Task prompt: Every line in the data below that has the word "domain" should be returned.

Material for the task:
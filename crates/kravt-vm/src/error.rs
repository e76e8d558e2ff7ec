//! Error types for kravt-vm.

use thiserror::Error;

/// Result type alias for kravt-vm operations.
pub type Result<T> = std::result::Result<T, VmError>;

/// Errors that can occur while describing or driving a domain.
#[derive(Debug, Error)]
pub enum VmError {
    /// Guest or network parameters are missing or malformed
    #[error("invalid configuration: {0}")]
    Validation(String),

    /// Descriptor could not be marshaled to or from XML
    #[error("descriptor XML error: {0}")]
    Xml(String),

    /// Could not open a connection to the hypervisor
    #[error("failed to connect to {uri}: {message}")]
    Connection { uri: String, message: String },

    /// The hypervisor rejected an operation on a domain
    #[error("failed to {op} domain {domain}: {message}")]
    Hypervisor {
        op: &'static str,
        domain: String,
        message: String,
    },

    /// I/O error
    #[error("I/O error: {0}")]
    Io(#[from] std::io::Error),
}

impl VmError {
    pub(crate) fn hypervisor(
        op: &'static str,
        domain: impl Into<String>,
        message: impl std::fmt::Display,
    ) -> Self {
        Self::Hypervisor {
            op,
            domain: domain.into(),
            message: message.to_string(),
        }
    }

    /// Whether this error was raised before any external state was touched.
    pub fn is_validation(&self) -> bool {
        matches!(self, Self::Validation(_))
    }
}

Output:
/// Errors that can occur while describing or driving a domain.
    /// The hypervisor rejected an operation on a domain
    #[error("failed to {op} domain {domain}: {message}")]
        domain: String,
        domain: impl Into<String>,
            domain: domain.into(),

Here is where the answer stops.